WHAT YOU ARE ASKED TO DO
Each line of the listing where "AuthContext" appears should be reported.

EXERCISE DATA
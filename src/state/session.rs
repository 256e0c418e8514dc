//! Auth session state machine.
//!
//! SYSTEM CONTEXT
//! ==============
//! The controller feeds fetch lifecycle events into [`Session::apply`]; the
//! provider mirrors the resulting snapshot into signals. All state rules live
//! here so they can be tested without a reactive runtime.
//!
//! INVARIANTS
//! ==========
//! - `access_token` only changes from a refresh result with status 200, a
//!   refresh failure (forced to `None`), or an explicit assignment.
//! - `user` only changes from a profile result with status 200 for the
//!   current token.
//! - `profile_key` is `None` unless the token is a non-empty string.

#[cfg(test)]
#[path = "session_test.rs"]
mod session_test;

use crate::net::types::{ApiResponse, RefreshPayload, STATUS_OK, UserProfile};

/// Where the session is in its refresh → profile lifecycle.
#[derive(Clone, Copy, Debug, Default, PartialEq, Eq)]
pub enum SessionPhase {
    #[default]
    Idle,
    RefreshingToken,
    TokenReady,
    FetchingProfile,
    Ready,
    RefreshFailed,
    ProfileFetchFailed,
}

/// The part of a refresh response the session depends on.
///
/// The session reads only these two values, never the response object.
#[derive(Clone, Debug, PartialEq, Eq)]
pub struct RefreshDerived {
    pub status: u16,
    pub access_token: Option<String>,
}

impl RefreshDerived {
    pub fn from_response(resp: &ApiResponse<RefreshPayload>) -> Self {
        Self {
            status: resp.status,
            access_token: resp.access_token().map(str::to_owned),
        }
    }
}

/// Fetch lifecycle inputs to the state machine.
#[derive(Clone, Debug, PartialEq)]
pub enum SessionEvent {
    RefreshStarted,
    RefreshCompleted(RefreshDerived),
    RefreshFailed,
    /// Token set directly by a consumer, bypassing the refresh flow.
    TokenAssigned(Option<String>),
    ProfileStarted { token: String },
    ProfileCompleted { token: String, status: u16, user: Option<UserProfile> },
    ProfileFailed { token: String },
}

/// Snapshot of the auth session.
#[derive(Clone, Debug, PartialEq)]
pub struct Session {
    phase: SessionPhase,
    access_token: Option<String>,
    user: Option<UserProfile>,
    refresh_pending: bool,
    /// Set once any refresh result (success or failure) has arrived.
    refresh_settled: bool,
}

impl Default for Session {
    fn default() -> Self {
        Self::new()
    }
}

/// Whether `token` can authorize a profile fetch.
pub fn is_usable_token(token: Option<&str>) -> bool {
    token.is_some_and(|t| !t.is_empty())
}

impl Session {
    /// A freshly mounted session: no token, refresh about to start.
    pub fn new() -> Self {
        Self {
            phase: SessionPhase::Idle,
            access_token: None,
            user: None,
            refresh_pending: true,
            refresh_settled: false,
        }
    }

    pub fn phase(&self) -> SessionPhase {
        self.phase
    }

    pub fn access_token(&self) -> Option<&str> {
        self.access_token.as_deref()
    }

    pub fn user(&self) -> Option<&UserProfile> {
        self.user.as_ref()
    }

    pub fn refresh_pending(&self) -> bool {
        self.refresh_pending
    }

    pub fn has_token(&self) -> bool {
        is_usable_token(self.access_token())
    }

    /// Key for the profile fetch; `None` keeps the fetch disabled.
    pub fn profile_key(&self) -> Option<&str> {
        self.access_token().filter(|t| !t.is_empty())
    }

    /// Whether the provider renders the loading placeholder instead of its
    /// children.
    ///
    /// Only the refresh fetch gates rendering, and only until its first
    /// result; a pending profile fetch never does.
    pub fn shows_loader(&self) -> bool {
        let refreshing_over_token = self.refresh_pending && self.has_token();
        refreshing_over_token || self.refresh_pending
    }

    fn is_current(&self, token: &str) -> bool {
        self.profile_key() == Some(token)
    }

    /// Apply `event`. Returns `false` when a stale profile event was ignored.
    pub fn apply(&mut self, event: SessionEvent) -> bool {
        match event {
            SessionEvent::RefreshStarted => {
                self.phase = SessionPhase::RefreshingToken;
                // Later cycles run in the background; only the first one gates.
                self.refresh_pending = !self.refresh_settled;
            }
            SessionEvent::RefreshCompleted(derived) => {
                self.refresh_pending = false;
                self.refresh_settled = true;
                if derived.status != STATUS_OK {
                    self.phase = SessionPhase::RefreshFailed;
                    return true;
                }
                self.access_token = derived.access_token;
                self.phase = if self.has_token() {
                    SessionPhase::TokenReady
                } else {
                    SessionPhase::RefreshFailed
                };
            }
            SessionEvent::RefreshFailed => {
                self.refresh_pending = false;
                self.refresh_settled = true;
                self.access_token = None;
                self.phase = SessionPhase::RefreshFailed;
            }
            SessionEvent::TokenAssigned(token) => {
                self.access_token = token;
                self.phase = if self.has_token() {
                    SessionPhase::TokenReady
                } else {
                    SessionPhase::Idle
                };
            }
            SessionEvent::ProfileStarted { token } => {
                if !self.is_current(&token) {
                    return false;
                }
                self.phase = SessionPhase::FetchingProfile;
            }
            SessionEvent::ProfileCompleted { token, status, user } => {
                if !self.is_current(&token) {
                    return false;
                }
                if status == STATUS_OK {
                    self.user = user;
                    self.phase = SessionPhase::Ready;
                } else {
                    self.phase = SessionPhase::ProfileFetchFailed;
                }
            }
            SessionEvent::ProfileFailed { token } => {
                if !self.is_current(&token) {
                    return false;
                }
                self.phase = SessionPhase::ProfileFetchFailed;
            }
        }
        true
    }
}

...

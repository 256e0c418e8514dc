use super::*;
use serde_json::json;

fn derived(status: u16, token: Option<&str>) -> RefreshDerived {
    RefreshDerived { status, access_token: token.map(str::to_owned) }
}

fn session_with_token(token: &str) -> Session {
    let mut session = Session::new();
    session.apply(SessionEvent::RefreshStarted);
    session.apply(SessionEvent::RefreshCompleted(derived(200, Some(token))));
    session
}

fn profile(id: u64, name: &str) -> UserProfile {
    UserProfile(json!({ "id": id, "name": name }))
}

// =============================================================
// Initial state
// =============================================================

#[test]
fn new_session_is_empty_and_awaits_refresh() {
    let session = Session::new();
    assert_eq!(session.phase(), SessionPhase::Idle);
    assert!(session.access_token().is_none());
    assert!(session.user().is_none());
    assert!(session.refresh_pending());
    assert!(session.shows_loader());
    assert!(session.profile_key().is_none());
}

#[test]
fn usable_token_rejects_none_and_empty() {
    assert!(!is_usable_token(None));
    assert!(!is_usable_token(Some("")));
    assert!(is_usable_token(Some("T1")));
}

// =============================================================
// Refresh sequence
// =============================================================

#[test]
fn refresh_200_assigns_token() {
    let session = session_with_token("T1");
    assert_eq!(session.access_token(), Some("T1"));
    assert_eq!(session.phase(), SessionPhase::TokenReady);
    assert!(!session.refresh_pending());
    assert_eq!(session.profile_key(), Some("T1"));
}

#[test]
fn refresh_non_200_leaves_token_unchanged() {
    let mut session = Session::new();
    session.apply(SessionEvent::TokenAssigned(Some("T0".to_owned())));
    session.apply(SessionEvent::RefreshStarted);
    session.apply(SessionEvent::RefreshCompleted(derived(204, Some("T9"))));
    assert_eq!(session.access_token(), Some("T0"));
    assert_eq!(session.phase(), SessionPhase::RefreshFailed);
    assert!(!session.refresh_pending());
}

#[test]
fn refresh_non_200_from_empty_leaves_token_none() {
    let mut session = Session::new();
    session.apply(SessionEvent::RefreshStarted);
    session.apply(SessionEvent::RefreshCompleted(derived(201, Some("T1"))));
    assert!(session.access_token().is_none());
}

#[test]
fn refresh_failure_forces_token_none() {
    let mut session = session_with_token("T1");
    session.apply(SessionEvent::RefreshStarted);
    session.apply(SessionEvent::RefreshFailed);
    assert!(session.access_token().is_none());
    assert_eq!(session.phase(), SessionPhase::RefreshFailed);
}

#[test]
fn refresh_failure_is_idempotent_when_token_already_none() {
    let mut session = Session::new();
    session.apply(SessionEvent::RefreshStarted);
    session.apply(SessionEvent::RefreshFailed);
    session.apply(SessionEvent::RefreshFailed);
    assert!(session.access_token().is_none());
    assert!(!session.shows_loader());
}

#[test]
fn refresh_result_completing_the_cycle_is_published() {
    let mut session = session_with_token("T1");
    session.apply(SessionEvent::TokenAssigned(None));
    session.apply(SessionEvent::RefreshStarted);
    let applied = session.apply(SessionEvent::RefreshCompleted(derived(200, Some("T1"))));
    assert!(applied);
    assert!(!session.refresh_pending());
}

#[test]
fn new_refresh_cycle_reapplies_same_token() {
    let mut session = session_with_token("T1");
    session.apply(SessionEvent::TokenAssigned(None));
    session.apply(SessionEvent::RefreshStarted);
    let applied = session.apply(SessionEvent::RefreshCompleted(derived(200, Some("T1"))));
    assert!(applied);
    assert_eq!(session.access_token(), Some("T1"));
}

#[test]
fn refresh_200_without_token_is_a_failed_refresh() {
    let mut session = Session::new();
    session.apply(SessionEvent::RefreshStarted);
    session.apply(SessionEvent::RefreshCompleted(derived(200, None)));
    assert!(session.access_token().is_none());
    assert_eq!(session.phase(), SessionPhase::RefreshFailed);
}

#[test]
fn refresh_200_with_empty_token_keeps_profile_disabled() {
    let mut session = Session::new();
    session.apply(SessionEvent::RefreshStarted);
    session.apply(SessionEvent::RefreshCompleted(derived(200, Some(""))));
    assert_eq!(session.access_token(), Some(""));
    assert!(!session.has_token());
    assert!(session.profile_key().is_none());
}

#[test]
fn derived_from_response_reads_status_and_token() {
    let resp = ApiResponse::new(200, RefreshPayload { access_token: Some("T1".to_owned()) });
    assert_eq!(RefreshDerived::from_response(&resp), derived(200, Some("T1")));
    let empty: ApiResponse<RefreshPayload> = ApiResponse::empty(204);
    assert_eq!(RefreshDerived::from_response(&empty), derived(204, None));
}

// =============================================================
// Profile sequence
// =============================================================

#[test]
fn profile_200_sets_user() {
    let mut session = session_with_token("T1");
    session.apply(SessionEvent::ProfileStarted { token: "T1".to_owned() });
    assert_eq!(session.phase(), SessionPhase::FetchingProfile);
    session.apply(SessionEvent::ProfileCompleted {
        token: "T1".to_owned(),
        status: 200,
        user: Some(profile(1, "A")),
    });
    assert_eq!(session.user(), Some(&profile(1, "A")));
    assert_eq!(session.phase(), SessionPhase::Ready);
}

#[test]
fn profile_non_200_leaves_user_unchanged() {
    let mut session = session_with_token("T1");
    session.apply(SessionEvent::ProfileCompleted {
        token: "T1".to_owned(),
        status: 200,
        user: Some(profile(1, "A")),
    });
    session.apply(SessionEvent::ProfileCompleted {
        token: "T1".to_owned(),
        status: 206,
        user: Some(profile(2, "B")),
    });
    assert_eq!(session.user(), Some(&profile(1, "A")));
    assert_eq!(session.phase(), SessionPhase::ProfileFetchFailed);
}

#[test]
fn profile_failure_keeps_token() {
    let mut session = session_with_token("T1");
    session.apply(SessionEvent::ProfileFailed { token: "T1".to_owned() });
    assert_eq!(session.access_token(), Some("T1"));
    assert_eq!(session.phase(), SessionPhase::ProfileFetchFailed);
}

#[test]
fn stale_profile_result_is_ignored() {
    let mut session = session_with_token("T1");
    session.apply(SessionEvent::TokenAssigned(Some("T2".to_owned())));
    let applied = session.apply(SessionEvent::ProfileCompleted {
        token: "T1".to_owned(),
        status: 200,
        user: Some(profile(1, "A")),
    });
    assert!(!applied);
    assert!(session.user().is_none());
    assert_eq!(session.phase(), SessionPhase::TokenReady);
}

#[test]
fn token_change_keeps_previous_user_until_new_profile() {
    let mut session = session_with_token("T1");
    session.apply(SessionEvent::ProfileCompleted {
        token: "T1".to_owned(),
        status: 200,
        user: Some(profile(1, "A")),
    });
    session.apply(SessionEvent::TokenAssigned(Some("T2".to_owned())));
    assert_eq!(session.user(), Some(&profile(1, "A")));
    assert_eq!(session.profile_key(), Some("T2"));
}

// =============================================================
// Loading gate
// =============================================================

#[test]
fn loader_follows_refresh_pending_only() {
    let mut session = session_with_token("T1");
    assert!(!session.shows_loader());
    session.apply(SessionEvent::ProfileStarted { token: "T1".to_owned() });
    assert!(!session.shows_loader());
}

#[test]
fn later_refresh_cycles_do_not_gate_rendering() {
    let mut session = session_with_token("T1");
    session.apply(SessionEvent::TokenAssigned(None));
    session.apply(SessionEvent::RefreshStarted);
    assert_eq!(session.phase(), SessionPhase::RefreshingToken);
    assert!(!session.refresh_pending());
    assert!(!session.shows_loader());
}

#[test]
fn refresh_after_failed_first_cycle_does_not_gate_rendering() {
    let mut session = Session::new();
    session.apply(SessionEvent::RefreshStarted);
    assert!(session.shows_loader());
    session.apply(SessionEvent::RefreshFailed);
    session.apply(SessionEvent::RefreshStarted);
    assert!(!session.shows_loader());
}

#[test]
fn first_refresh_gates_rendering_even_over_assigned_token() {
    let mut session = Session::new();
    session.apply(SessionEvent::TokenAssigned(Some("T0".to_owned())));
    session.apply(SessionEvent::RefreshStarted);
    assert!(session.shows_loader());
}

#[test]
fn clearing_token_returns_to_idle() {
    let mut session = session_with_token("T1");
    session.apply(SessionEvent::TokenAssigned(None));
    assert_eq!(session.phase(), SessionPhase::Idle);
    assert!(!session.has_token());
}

* * *

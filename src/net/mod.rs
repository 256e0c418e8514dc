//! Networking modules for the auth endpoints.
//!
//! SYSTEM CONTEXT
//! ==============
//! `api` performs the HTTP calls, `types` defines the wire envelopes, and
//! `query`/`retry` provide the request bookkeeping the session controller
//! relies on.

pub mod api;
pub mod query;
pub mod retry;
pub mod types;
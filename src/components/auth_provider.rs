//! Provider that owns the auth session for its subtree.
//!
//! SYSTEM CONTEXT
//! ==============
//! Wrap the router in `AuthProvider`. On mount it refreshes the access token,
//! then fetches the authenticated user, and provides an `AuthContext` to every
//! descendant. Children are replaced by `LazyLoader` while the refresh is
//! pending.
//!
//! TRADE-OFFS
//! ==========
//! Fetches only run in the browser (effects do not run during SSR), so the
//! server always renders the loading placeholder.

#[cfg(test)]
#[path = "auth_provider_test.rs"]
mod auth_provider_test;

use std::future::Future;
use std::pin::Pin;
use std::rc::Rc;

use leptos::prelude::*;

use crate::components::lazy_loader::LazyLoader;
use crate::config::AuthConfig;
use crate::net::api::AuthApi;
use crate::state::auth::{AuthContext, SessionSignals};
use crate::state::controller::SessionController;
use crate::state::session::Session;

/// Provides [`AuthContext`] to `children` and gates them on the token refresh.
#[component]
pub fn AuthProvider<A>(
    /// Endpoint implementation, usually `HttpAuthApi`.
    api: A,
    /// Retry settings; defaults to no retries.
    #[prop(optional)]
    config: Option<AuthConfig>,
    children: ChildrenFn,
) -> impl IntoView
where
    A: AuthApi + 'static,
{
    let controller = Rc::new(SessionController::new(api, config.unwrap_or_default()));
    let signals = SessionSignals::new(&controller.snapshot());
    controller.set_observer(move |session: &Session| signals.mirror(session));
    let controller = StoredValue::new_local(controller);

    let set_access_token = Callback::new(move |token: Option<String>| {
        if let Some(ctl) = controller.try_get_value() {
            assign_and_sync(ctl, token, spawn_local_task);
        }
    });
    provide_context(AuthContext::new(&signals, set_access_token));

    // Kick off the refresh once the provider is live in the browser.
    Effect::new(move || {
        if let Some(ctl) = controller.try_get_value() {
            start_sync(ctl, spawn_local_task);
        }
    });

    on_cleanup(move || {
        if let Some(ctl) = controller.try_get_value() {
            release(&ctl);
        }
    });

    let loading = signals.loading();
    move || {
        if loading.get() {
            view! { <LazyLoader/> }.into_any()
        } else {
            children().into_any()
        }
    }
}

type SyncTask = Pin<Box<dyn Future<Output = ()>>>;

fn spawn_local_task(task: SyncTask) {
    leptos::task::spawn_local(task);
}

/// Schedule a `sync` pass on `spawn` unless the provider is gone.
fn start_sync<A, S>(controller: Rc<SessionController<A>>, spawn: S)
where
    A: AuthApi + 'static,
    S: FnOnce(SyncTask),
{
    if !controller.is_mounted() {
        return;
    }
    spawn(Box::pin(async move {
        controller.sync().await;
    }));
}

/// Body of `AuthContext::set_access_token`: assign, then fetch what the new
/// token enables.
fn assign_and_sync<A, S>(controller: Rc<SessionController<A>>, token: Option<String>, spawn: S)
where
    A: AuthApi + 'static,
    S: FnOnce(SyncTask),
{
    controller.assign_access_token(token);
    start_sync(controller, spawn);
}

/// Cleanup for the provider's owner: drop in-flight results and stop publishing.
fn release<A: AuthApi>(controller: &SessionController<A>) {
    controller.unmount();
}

ANSWER SPACE
//! then fetches the authenticated user, and provides an `AuthContext` to every
use crate::state::auth::{AuthContext, SessionSignals};
/// Provides [`AuthContext`] to `children` and gates them on the token refresh.
    provide_context(AuthContext::new(&signals, set_access_token));
/// Body of `AuthContext::set_access_token`: assign, then fetch what the new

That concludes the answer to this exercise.